With the rapid development of artificial intelligence and big data, we have entered an algorithmic society. Algorithms comprehensively penetrate all aspects of the social economy and closely influence our everyday lives and decisions. However, algorithms are not a completely objective and value-neutral technology. There are many possible sources of bias and problems in the operation of algorithms, including bias in the source of data, bias in the labelling of samples, and bias in the design of the system, ect. The essence of which is the mapping of social bias in the era of artificial intelligence, which gradually reveals and infringes on the public’s right to equality of personality and even causes ethical problems and an ideological crisis. Big data algorithms are based on the technology of database training, so when data mining is approached without care, the existing discrimination will be grabbed at the same time with the data (Barocas & Selbst, 2016). At this stage, the public’s concern about algorithms is still focused on the level of technical development. However, the hidden biases in algorithms are also worthy of in-depth sociological study, as raising users’ awareness of the concept of algorithmic bias is important to mitigate the negative effects of algorithmic bias. In today’s blog, we will start from the formation of algorithmic bias, analyse the importance of governance, and finally understand the current governance methods of algorithmic bias in different countries through the existing policies.
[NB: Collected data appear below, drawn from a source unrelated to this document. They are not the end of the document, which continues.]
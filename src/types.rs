//! Core pitch-track types shared by extraction, comparison and the CLI

use serde::{Deserialize, Serialize};

use crate::pronunciation::{ErrorKind, PronunciationError, Result};

/// A single point of a pitch track. `None` means the frame was unvoiced.
#[derive(Debug, Clone, Copy, PartialEq, Serialize, Deserialize)]
pub struct PitchSample {
    /// Seconds from the start of the utterance
    pub time: f64,
    /// Fundamental frequency in Hz
    pub frequency: Option<f64>,
}

/// Ordered pitch samples with strictly increasing times.
///
/// Frequencies that are zero, negative or non-finite are stored as unvoiced,
/// matching the convention of most F0 trackers which report 0 Hz for
/// unvoiced frames.
#[derive(Debug, Clone, Default, PartialEq, Serialize, Deserialize)]
#[serde(try_from = "TrackRecord", into = "TrackRecord")]
pub struct PitchTrack {
    samples: Vec<PitchSample>,
}

/// Column-oriented JSON form of a track.
#[derive(Debug, Clone, Serialize, Deserialize)]
struct TrackRecord {
    times: Vec<f64>,
    frequencies: Vec<Option<f64>>,
}

impl TryFrom<TrackRecord> for PitchTrack {
    type Error = PronunciationError;

    fn try_from(record: TrackRecord) -> Result<Self> {
        PitchTrack::from_parts(&record.times, &record.frequencies)
    }
}

impl From<PitchTrack> for TrackRecord {
    fn from(track: PitchTrack) -> Self {
        Self {
            times: track.times(),
            frequencies: track.frequencies(),
        }
    }
}

impl PitchTrack {
    pub fn new(samples: Vec<PitchSample>) -> Result<Self> {
        let mut cleaned = Vec::with_capacity(samples.len());
        let mut previous: Option<f64> = None;
        for (index, sample) in samples.into_iter().enumerate() {
            if !sample.time.is_finite() {
                return Err(PronunciationError::new(
                    ErrorKind::InvalidTrack,
                    format!("sample {index} has a non-finite time"),
                ));
            }
            if let Some(prev) = previous {
                if sample.time <= prev {
                    return Err(PronunciationError::new(
                        ErrorKind::InvalidTrack,
                        format!(
                            "sample {index} at {:.4}s does not follow {:.4}s",
                            sample.time, prev
                        ),
                    ));
                }
            }
            previous = Some(sample.time);
            cleaned.push(PitchSample {
                time: sample.time,
                frequency: sample.frequency.filter(|f| f.is_finite() && *f > 0.0),
            });
        }
        Ok(Self { samples: cleaned })
    }

    /// Builds a track from parallel time and frequency columns.
    pub fn from_parts(times: &[f64], frequencies: &[Option<f64>]) -> Result<Self> {
        if times.len() != frequencies.len() {
            return Err(PronunciationError::new(
                ErrorKind::InvalidTrack,
                format!(
                    "track has {} times but {} frequencies",
                    times.len(),
                    frequencies.len()
                ),
            ));
        }
        Self::new(
            times
                .iter()
                .zip(frequencies.iter())
                .map(|(&time, &frequency)| PitchSample { time, frequency })
                .collect(),
        )
    }

    /// Builds a track from raw Hz values where 0 marks an unvoiced frame.
    pub fn from_hz(times: &[f64], hz: &[f64]) -> Result<Self> {
        let frequencies: Vec<Option<f64>> = hz.iter().map(|&f| Some(f)).collect();
        Self::from_parts(times, &frequencies)
    }

    /// Builds a track sampled every `step` seconds starting at zero.
    pub fn uniform(step: f64, frequencies: &[Option<f64>]) -> Result<Self> {
        if !(step.is_finite() && step > 0.0) {
            return Err(PronunciationError::new(
                ErrorKind::InvalidTrack,
                format!("time step must be positive, got {step}"),
            ));
        }
        let times: Vec<f64> = (0..frequencies.len()).map(|i| i as f64 * step).collect();
        Self::from_parts(&times, frequencies)
    }

    pub fn samples(&self) -> &[PitchSample] {
        &self.samples
    }

    pub fn len(&self) -> usize {
        self.samples.len()
    }

    pub fn is_empty(&self) -> bool {
        self.samples.is_empty()
    }

    pub fn times(&self) -> Vec<f64> {
        self.samples.iter().map(|s| s.time).collect()
    }

    pub fn frequencies(&self) -> Vec<Option<f64>> {
        self.samples.iter().map(|s| s.frequency).collect()
    }

    /// Frequencies of the voiced samples, in order.
    pub fn voiced_values(&self) -> Vec<f64> {
        self.samples.iter().filter_map(|s| s.frequency).collect()
    }

    pub fn voiced_count(&self) -> usize {
        self.samples.iter().filter(|s| s.frequency.is_some()).count()
    }

    /// Fraction of samples that carry a frequency; 0 for an empty track.
    pub fn valid_ratio(&self) -> f64 {
        if self.samples.is_empty() {
            0.0
        } else {
            self.voiced_count() as f64 / self.samples.len() as f64
        }
    }

    /// Time of the last sample, or 0 for an empty track.
    pub fn duration(&self) -> f64 {
        self.samples.last().map(|s| s.time).unwrap_or(0.0)
    }

    /// Drops every sample later than `max_time`.
    pub fn truncated(&self, max_time: f64) -> Self {
        Self {
            samples: self
                .samples
                .iter()
                .copied()
                .take_while(|s| s.time <= max_time)
                .collect(),
        }
    }
}

/// How an [`AlignedPitchPair`] was produced.
#[derive(Debug, Clone, Copy, PartialEq, Eq, Default, Serialize, Deserialize)]
#[serde(rename_all = "lowercase")]
pub enum AlignmentMethod {
    Dtw,
    Linear,
    #[default]
    None,
}

/// Two pitch curves resampled onto one shared time axis.
///
/// Positions are paired: `standard[i]` and `user[i]` belong to `times[i]`.
/// A position is `None` where the corresponding track has no voiced coverage.
#[derive(Debug, Clone, Default, PartialEq, Serialize, Deserialize)]
pub struct AlignedPitchPair {
    pub times: Vec<f64>,
    pub standard: Vec<Option<f64>>,
    pub user: Vec<Option<f64>>,
    pub method: AlignmentMethod,
}

impl AlignedPitchPair {
    /// An empty pair; callers must treat it as non-comparable.
    pub fn empty(method: AlignmentMethod) -> Self {
        Self {
            method,
            ..Self::default()
        }
    }

    pub fn len(&self) -> usize {
        self.times.len()
    }

    pub fn is_empty(&self) -> bool {
        self.times.is_empty()
    }

    /// Values at positions where both curves are voiced.
    pub fn jointly_voiced(&self) -> (Vec<f64>, Vec<f64>) {
        self.standard
            .iter()
            .zip(self.user.iter())
            .filter_map(|(s, u)| match (s, u) {
                (Some(s), Some(u)) => Some((*s, *u)),
                _ => None,
            })
            .unzip()
    }

    pub fn jointly_voiced_count(&self) -> usize {
        self.standard
            .iter()
            .zip(self.user.iter())
            .filter(|(s, u)| s.is_some() && u.is_some())
            .count()
    }
}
The Formation of Algorithmic Bias
Before we look at how bias happens, let’s quickly review the steps that are needed to develop an algorithm. The first step is to identify the problem that the algorithm needs to solve, and then the developer needs to specify the type of data that needs to be used and how to treat that data. After that, the developer needs to select existing code or create new code to deal with the problem based on the data sets and then implement the algorithm in the programming language. In this process, the main areas where bias can be introduced are in the mining and processing of data and in the formulation of the algorithm. In Solon and Andrew’s (2016) paper on algorithmic bias, they explain that the possible causes of bias in data mining include sample selection bias, measurement bias, missing data, and data culling. When the data set covers only a subset of the ideal sample, the selection bias can cause important factors to be overlooked; When the tools or standard for measuring data are not neutral or accurate, the measurement bias will make the results of the data processing biassed; When the data sampling does not cover all samples, missing data will cause bias in the data set; When data collectors selectively cull some data, data culling will lead to some specific groups being overlooked. To summarise, even without considering the bias at the time the algorithm is written, there is still a lot of potential for bias to be introduced into the database formation process, and in many cases, this bias is environmentally determined and not realised by the algorithm engineers. The algorithmic bias affects not only the algorithm but also the database used to implement the algorithm.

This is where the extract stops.